New Delhi: In a fresh ray of hope for deemed varsities graded 'B' and 'C' categories, the Supreme Court on Tuesday granted them liberty to seek upgradation by moving the National Assessment and Accreditation Council (NAAC) afresh.
A bench comprising Justices Dipak Misra and Shiva Kirti Singh said it will not go into the grievances of the deemed universities with regard to their gradation and they will have to move NAAC itself afresh.
"We direct the National Assessment and Accreditation Council to dispose off the pleas of deemed universities within 12 weeks on the issue," the court said.

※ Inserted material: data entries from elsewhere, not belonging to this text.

//! Typed representation of raw trace records.
//!
//! Trace records arrive as loosely shaped JSON (the Jaeger query API export,
//! or the same documents after a round trip through a document store). They
//! are validated once into [`TraceRecord`] so that the rest of the engine
//! never touches untyped maps.

use std::collections::BTreeMap;

use serde::{Deserialize, Serialize};
use serde_json::{Map, Value as JsonValue};

use crate::{Result, TraceGraphError};

/// Reference type marking direct parent/child causality.
pub const CHILD_OF: &str = "CHILD_OF";

/// Tag key flagging a failed span.
pub const ERROR_TAG: &str = "error";

/// Prefix of the synthetic service name assigned to unknown process ids.
pub const UNKNOWN_SERVICE_PREFIX: &str = "unknown:";

const TRACE_ID_KEYS: &[&str] = &["traceID", "trace_id", "traceId"];

#[derive(Debug, Clone, PartialEq, Serialize, Deserialize)]
pub struct SpanTag {
    pub key: String,
    pub value: JsonValue,
}

impl SpanTag {
    /// `true`, `"true"` (any case), `"1"` and non-zero numbers are truthy.
    pub fn is_truthy(&self) -> bool {
        match &self.value {
            JsonValue::Bool(b) => *b,
            JsonValue::String(s) => {
                let s = s.trim();
                s.eq_ignore_ascii_case("true") || s == "1"
            }
            JsonValue::Number(n) => n.as_f64().map(|v| v != 0.0).unwrap_or(false),
            _ => false,
        }
    }
}

#[derive(Debug, Clone, PartialEq, Eq, Serialize, Deserialize)]
pub struct SpanReference {
    pub ref_type: String,
    pub span_id: String,
}

#[derive(Debug, Clone, PartialEq, Serialize, Deserialize)]
pub struct SpanRecord {
    pub span_id: String,
    pub process_id: String,
    pub operation_name: String,
    pub start_time: i64,
    pub duration: u64,
    pub tags: Vec<SpanTag>,
    pub references: Vec<SpanReference>,
}

impl SpanRecord {
    /// First `CHILD_OF` reference, if any.
    pub fn parent_span_id(&self) -> Option<&str> {
        self.references
            .iter()
            .find(|r| r.ref_type == CHILD_OF)
            .map(|r| r.span_id.as_str())
    }

    pub fn is_error(&self) -> bool {
        self.tags
            .iter()
            .any(|tag| tag.key == ERROR_TAG && tag.is_truthy())
    }
}

#[derive(Debug, Clone, PartialEq, Serialize, Deserialize)]
pub struct TraceRecord {
    pub trace_id: String,
    /// Earliest span start time, or 0 for a trace without spans.
    pub start_time: i64,
    pub processes: BTreeMap<String, String>,
    pub spans: Vec<SpanRecord>,
}

impl TraceRecord {
    /// Validate a raw record into the typed representation.
    ///
    /// The record is rejected with [`TraceGraphError::MalformedTrace`] when
    /// `processes` is not a mapping, `spans` is not a sequence, or a span is
    /// not an object carrying a string `spanID`. Missing optional fields fall
    /// back to empty values.
    pub fn from_value(raw: &JsonValue) -> Result<Self> {
        let obj = raw
            .as_object()
            .ok_or_else(|| TraceGraphError::malformed("<unknown>", "record is not an object"))?;

        let trace_id = str_field(obj, TRACE_ID_KEYS)
            .unwrap_or("<unknown>")
            .to_string();

        let processes = match obj.get("processes") {
            Some(JsonValue::Object(map)) => parse_processes(map),
            Some(_) => {
                return Err(TraceGraphError::malformed(
                    trace_id,
                    "`processes` is not a mapping",
                ))
            }
            None => return Err(TraceGraphError::malformed(trace_id, "missing `processes`")),
        };

        let raw_spans = match obj.get("spans") {
            Some(JsonValue::Array(items)) => items,
            Some(_) => {
                return Err(TraceGraphError::malformed(
                    trace_id,
                    "`spans` is not a sequence",
                ))
            }
            None => return Err(TraceGraphError::malformed(trace_id, "missing `spans`")),
        };

        let mut spans = Vec::with_capacity(raw_spans.len());
        for (idx, raw_span) in raw_spans.iter().enumerate() {
            let span = parse_span(raw_span).ok_or_else(|| {
                TraceGraphError::malformed(trace_id.clone(), format!("span #{idx} is invalid"))
            })?;
            spans.push(span);
        }

        let start_time = spans.iter().map(|s| s.start_time).min().unwrap_or(0);

        Ok(Self {
            trace_id,
            start_time,
            processes,
            spans,
        })
    }

    /// Service name for a process id; unknown ids get a synthetic placeholder.
    pub fn service_for(&self, process_id: &str) -> String {
        match self.processes.get(process_id) {
            Some(name) => name.clone(),
            None => format!("{UNKNOWN_SERVICE_PREFIX}{process_id}"),
        }
    }
}

/// Start time used by trace stores to index a raw record.
///
/// Agrees with [`TraceRecord::start_time`] for every record that parses.
/// Malformed records fall back to their earliest readable span start, so they
/// still reach the normalizer and get counted as skipped; records without any
/// span list sort before every cursor value.
pub fn raw_start_time(raw: &JsonValue) -> i64 {
    if let Ok(trace) = TraceRecord::from_value(raw) {
        return trace.start_time;
    }
    raw.get("spans")
        .and_then(JsonValue::as_array)
        .and_then(|spans| {
            spans
                .iter()
                .filter_map(|span| span.as_object().map(span_start_time))
                .min()
        })
        .unwrap_or(i64::MIN)
}

/// Trace id of a raw record, under any of the accepted key spellings.
pub fn raw_trace_id(raw: &JsonValue) -> Option<&str> {
    raw.as_object()
        .and_then(|obj| str_field(obj, TRACE_ID_KEYS))
}

fn span_start_time(span: &Map<String, JsonValue>) -> i64 {
    span.get("startTime")
        .or_else(|| span.get("start_time"))
        .and_then(parse_i64)
        .unwrap_or(0)
}

fn str_field<'a>(obj: &'a Map<String, JsonValue>, keys: &[&str]) -> Option<&'a str> {
    keys.iter()
        .find_map(|key| obj.get(*key).and_then(JsonValue::as_str))
}

fn parse_processes(map: &Map<String, JsonValue>) -> BTreeMap<String, String> {
    map.iter()
        .filter_map(|(pid, process)| {
            let name = match process {
                JsonValue::Object(p) => str_field(p, &["serviceName", "service_name"])?,
                JsonValue::String(s) => s.as_str(),
                _ => return None,
            };
            Some((pid.clone(), name.to_string()))
        })
        .collect()
}

fn parse_span(raw: &JsonValue) -> Option<SpanRecord> {
    let obj = raw.as_object()?;
    let span_id = str_field(obj, &["spanID", "span_id", "spanId"])?.to_string();
    let process_id = str_field(obj, &["processID", "process_id", "processId"])
        .unwrap_or_default()
        .to_string();
    let operation_name = str_field(obj, &["operationName", "operation_name"])
        .unwrap_or_default()
        .to_string();
    let start_time = span_start_time(obj);
    let duration = obj
        .get("duration")
        .and_then(parse_i64)
        .map(|d| d.max(0) as u64)
        .unwrap_or(0);

    let tags = obj
        .get("tags")
        .and_then(JsonValue::as_array)
        .map(|tags| {
            tags.iter()
                .filter_map(|tag| {
                    let key = tag.get("key")?.as_str()?.to_string();
                    let value = tag.get("value").cloned().unwrap_or(JsonValue::Null);
                    Some(SpanTag { key, value })
                })
                .collect()
        })
        .unwrap_or_default();

    let references = obj
        .get("references")
        .and_then(JsonValue::as_array)
        .map(|refs| {
            refs.iter()
                .filter_map(|r| {
                    let r = r.as_object()?;
                    Some(SpanReference {
                        ref_type: str_field(r, &["refType", "ref_type"])?.to_string(),
                        span_id: str_field(r, &["spanID", "span_id", "spanId"])?.to_string(),
                    })
                })
                .collect()
        })
        .unwrap_or_default();

    Some(SpanRecord {
        span_id,
        process_id,
        operation_name,
        start_time,
        duration,
        tags,
        references,
    })
}

/// Integers may be plain numbers, numeric strings, or `{"$numberLong": "..."}`.
fn parse_i64(value: &JsonValue) -> Option<i64> {
    match value {
        JsonValue::Number(n) => n.as_i64().or_else(|| n.as_f64().map(|f| f as i64)),
        JsonValue::String(s) => s.trim().parse().ok(),
        JsonValue::Object(map) => map.get("$numberLong").and_then(parse_i64),
        _ => None,
    }
}
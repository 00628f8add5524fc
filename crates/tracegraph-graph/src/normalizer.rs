//! Span normalizer: raw trace records -> typed [`CallEvent`]s.

use std::collections::HashMap;

use serde_json::Value as JsonValue;
use tracegraph_core::{CallEvent, Result, SpanRecord, TraceGraphError, TraceRecord};
use tracing::{debug, warn};

/// Outcome of normalizing a batch of raw records.
#[derive(Debug, Default)]
pub struct NormalizedBatch {
    pub traces: Vec<TraceRecord>,
    pub events: Vec<CallEvent>,
    /// Records rejected as malformed; the rest of the batch is unaffected.
    pub rejected: Vec<TraceGraphError>,
}

impl NormalizedBatch {
    /// Latest trace start time among the accepted records.
    pub fn max_start_time(&self) -> Option<i64> {
        self.traces.iter().map(|t| t.start_time).max()
    }
}

/// Zero or one event per span: spans without a resolvable `CHILD_OF` parent,
/// and parent/child pairs within one service, produce nothing.
pub fn normalize_trace(trace: &TraceRecord) -> Vec<CallEvent> {
    let by_id: HashMap<&str, &SpanRecord> = trace
        .spans
        .iter()
        .map(|span| (span.span_id.as_str(), span))
        .collect();

    trace
        .spans
        .iter()
        .filter_map(|span| {
            let parent_id = span.parent_span_id()?;
            let Some(parent) = by_id.get(parent_id) else {
                debug!(
                    trace_id = %trace.trace_id,
                    span_id = %span.span_id,
                    "parent span {} not present in trace",
                    parent_id
                );
                return None;
            };
            CallEvent::new(
                trace.service_for(&parent.process_id),
                trace.service_for(&span.process_id),
                span.duration,
                span.is_error(),
            )
        })
        .collect()
}

/// Validate and normalize one raw record.
pub fn normalize_raw(raw: &JsonValue) -> Result<(TraceRecord, Vec<CallEvent>)> {
    let trace = TraceRecord::from_value(raw)?;
    let events = normalize_trace(&trace);
    Ok((trace, events))
}

/// Normalize a batch, skipping malformed records instead of failing the run.
pub fn normalize_batch(raws: &[JsonValue]) -> NormalizedBatch {
    let mut batch = NormalizedBatch::default();
    for raw in raws {
        match normalize_raw(raw) {
            Ok((trace, events)) => {
                batch.events.extend(events);
                batch.traces.push(trace);
            }
            Err(e) => {
                warn!("Skipping trace record: {}", e);
                batch.rejected.push(e);
            }
        }
    }
    batch
}

#[cfg(test)]
mod tests {
    use super::*;
    use serde_json::json;

    fn trace(spans: JsonValue) -> JsonValue {
        json!({
            "traceID": "abc",
            "processes": {
                "p1": {"serviceName": "gateway"},
                "p2": {"serviceName": "users"},
                "p3": {"serviceName": "gateway"}
            },
            "spans": spans
        })
    }

    fn child(id: &str, process: &str, parent: &str, duration: u64) -> JsonValue {
        json!({
            "spanID": id, "processID": process, "duration": duration,
            "references": [{"refType": "CHILD_OF", "spanID": parent}]
        })
    }

    #[test]
    fn parent_child_pair_yields_event() {
        let raw = trace(json!([
            {"spanID": "root", "processID": "p1", "duration": 900},
            child("c1", "p2", "root", 120)
        ]));
        let (_, events) = normalize_raw(&raw).unwrap();
        assert_eq!(
            events,
            vec![CallEvent::new("gateway", "users", 120, false).unwrap()]
        );
    }

    #[test]
    fn root_spans_and_follows_from_produce_nothing() {
        let raw = trace(json!([
            {"spanID": "root", "processID": "p1"},
            {"spanID": "f", "processID": "p2",
             "references": [{"refType": "FOLLOWS_FROM", "spanID": "root"}]}
        ]));
        let (_, events) = normalize_raw(&raw).unwrap();
        assert!(events.is_empty());
    }

    #[test]
    fn first_child_of_reference_wins() {
        let raw = trace(json!([
            {"spanID": "a", "processID": "p1"},
            {"spanID": "b", "processID": "p2"},
            {"spanID": "c", "processID": "p3", "references": [
                {"refType": "FOLLOWS_FROM", "spanID": "a"},
                {"refType": "CHILD_OF", "spanID": "b"},
                {"refType": "CHILD_OF", "spanID": "a"}
            ]}
        ]));
        let (_, events) = normalize_raw(&raw).unwrap();
        assert_eq!(events.len(), 1);
        assert_eq!(events[0].parent_service, "users");
        assert_eq!(events[0].child_service, "gateway");
    }

    #[test]
    fn same_service_pairs_are_discarded() {
        let raw = trace(json!([
            {"spanID": "root", "processID": "p1"},
            child("c1", "p3", "root", 10)
        ]));
        let (_, events) = normalize_raw(&raw).unwrap();
        assert!(events.is_empty());
    }

    #[test]
    fn unknown_process_uses_placeholder_service() {
        let raw = trace(json!([
            {"spanID": "root", "processID": "p1"},
            child("c1", "p42", "root", 10)
        ]));
        let (_, events) = normalize_raw(&raw).unwrap();
        assert_eq!(events[0].child_service, "unknown:p42");
    }

    #[test]
    fn error_tag_marks_event() {
        let raw = trace(json!([
            {"spanID": "root", "processID": "p1"},
            {"spanID": "c", "processID": "p2", "duration": 5,
             "tags": [{"key": "error", "value": "true"}],
             "references": [{"refType": "CHILD_OF", "spanID": "root"}]}
        ]));
        let (_, events) = normalize_raw(&raw).unwrap();
        assert!(events[0].is_error);
    }

    #[test]
    fn batch_skips_malformed_records() {
        let good = trace(json!([
            {"spanID": "root", "processID": "p1", "startTime": 10},
            {"spanID": "c1", "processID": "p2", "startTime": 12, "duration": 1,
             "references": [{"refType": "CHILD_OF", "spanID": "root"}]}
        ]));
        let bad = json!({"traceID": "broken", "processes": "nope", "spans": []});

        let batch = normalize_batch(&[bad, good]);
        assert_eq!(batch.traces.len(), 1);
        assert_eq!(batch.events.len(), 1);
        assert_eq!(batch.rejected.len(), 1);
        assert!(batch.rejected[0].is_malformed_trace());
        assert_eq!(batch.max_start_time(), Some(10));
    }
}
//! Coupling metrics: Absolute Importance Score (AIS).
//!
//! `AIS = in_degree * W_IN + out_degree * W_OUT + ln(1 + incident_weight)`
//!
//! Consumers count fully, dependencies count half, and traffic contributes
//! logarithmically so that a hot edge cannot drown out structure. Every term
//! is non-decreasing in its input.

use std::collections::BTreeMap;

use tracegraph_core::{DependencyGraph, Result, TraceGraphError};

pub const AIS_IN_DEGREE_WEIGHT: f64 = 1.0;
pub const AIS_OUT_DEGREE_WEIGHT: f64 = 0.5;

pub fn ais_score(in_degree: usize, out_degree: usize, incident_weight: u64) -> f64 {
    in_degree as f64 * AIS_IN_DEGREE_WEIGHT
        + out_degree as f64 * AIS_OUT_DEGREE_WEIGHT
        + (incident_weight as f64).ln_1p()
}

pub fn calculate_ais(service: &str, graph: &DependencyGraph) -> Result<f64> {
    let stats = graph
        .node(service)
        .ok_or_else(|| TraceGraphError::NotFound(service.to_string()))?;
    Ok(ais_score(
        stats.in_degree(),
        stats.out_degree(),
        graph.incident_weight(service),
    ))
}

pub fn calculate_all_ais(graph: &DependencyGraph) -> BTreeMap<String, f64> {
    let mut incident: BTreeMap<&str, u64> = graph.services().map(|s| (s, 0)).collect();
    for (source, target, stats) in graph.edges() {
        for endpoint in [source, target] {
            if let Some(total) = incident.get_mut(endpoint) {
                *total = total.saturating_add(stats.weight);
            }
        }
    }

    graph
        .nodes()
        .map(|(service, stats)| {
            let weight = incident.get(service).copied().unwrap_or(0);
            (
                service.to_string(),
                ais_score(stats.in_degree(), stats.out_degree(), weight),
            )
        })
        .collect()
}

#[cfg(test)]
mod tests {
    use super::*;
    use approx::assert_relative_eq;
    use tracegraph_core::EdgeStats;

    fn sample() -> DependencyGraph {
        let mut g = DependencyGraph::new();
        g.add_edge_stats("gateway", "orders", EdgeStats::new(10, 100, 0));
        g.add_edge_stats("orders", "payments", EdgeStats::new(4, 400, 1));
        g.add_edge_stats("gateway", "payments", EdgeStats::new(2, 20, 0));
        g
    }

    #[test]
    fn unknown_service_is_not_found() {
        let err = calculate_ais("ghost", &sample()).unwrap_err();
        assert!(matches!(err, TraceGraphError::NotFound(name) if name == "ghost"));
    }

    #[test]
    fn saturated_traffic_agrees_between_single_and_all() {
        let mut g = DependencyGraph::new();
        g.add_edge_stats("hub", "left", EdgeStats::new(u64::MAX, 0, 0));
        g.add_edge_stats("right", "hub", EdgeStats::new(u64::MAX, 0, 0));

        let single = calculate_ais("hub", &g).unwrap();
        assert_relative_eq!(single, calculate_all_ais(&g)["hub"]);
        assert_relative_eq!(single, 1.0 + 0.5 + (u64::MAX as f64).ln_1p());
    }

    #[test]
    fn single_matches_formula() {
        // payments: in 2, out 0, traffic 6
        let ais = calculate_ais("payments", &sample()).unwrap();
        assert_relative_eq!(ais, 2.0 + 7f64.ln());
    }

    #[test]
    fn all_matches_single() {
        let graph = sample();
        let all = calculate_all_ais(&graph);
        assert_eq!(all.len(), 3);
        for (service, score) in &all {
            assert_relative_eq!(*score, calculate_ais(service, &graph).unwrap());
        }
    }

    #[test]
    fn monotonic_in_each_input() {
        let base = ais_score(2, 2, 10);
        assert!(ais_score(3, 2, 10) >= base);
        assert!(ais_score(2, 3, 10) >= base);
        assert!(ais_score(2, 2, 11) >= base);
    }

    #[test]
    fn adding_a_dependency_never_lowers_score() {
        let mut graph = sample();
        let before = calculate_ais("orders", &graph).unwrap();
        graph.add_edge_stats("orders", "inventory", EdgeStats::new(1, 1, 0));
        let after = calculate_ais("orders", &graph).unwrap();
        assert!(after > before);
    }

    #[test]
    fn empty_graph_yields_empty_map() {
        assert!(calculate_all_ais(&DependencyGraph::new()).is_empty());
    }
}
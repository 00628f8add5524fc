use crate::{DependencyGraph, Result};
use async_trait::async_trait;
use serde_json::Value as JsonValue;

/// Durable property-graph store holding the persisted dependency graph.
#[async_trait]
pub trait GraphStore: Send + Sync {
    /// Additively merge a delta graph. A partially applied merge is an error.
    async fn merge(&self, delta: &DependencyGraph) -> Result<()>;

    /// Materialize every persisted relationship. Never an empty graph on failure.
    async fn fetch_all(&self) -> Result<DependencyGraph>;
}

/// Source of raw trace records, filtered by trace start time.
#[async_trait]
pub trait TraceSource: Send + Sync {
    async fn list_traces_since(&self, timestamp: i64) -> Result<Vec<JsonValue>>;
}

/// Persistence for raw trace records on the ingestion path.
#[async_trait]
pub trait RawTraceStore: Send + Sync {
    async fn insert(&self, trace: &JsonValue) -> Result<()>;
}

/// Sync bookkeeping so the cursor survives restarts.
#[async_trait]
pub trait SyncStateStore: Send + Sync {
    async fn load_cursor(&self) -> Result<Option<i64>>;
    async fn save_cursor(&self, timestamp: i64) -> Result<()>;
}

Institutions graded A, B and C are considered very good, good and satisfactory respectively, and are accredited as deemed universities with the UGC. Grade 'D' is an unsatisfactory rating and is not accredited.
NAAC, in pursuance of the apex court order, has assessed and accredited 38 deemed universities across the country and granted grade 'A' to 17, 'B' to 20 and grade 'C' to one.
During the hearing, the bench, on being intimated by the authorities, clarified that the D Y Patil Education Society which also runs a medical college in Pune has been graded 'A' by NAAC.
It also recorded the submission of senior advocate Sanjay Hegde, appearing for Viplav Sharma who had filed the PIL in 2006 on the issue of deemed universities, that such varsities will have to always mention that they are "deemed".
Hegde also said they cannot be allowed to run off-campus centres. The submission was objected to by senior advocate Rajeev Dhavan, who appeared for a deemed university.
The court posted the PIL for further hearing on July 12.
Earlier, the apex court had asked NAAC to put in the public domain the gradation list of all 38 deemed universities.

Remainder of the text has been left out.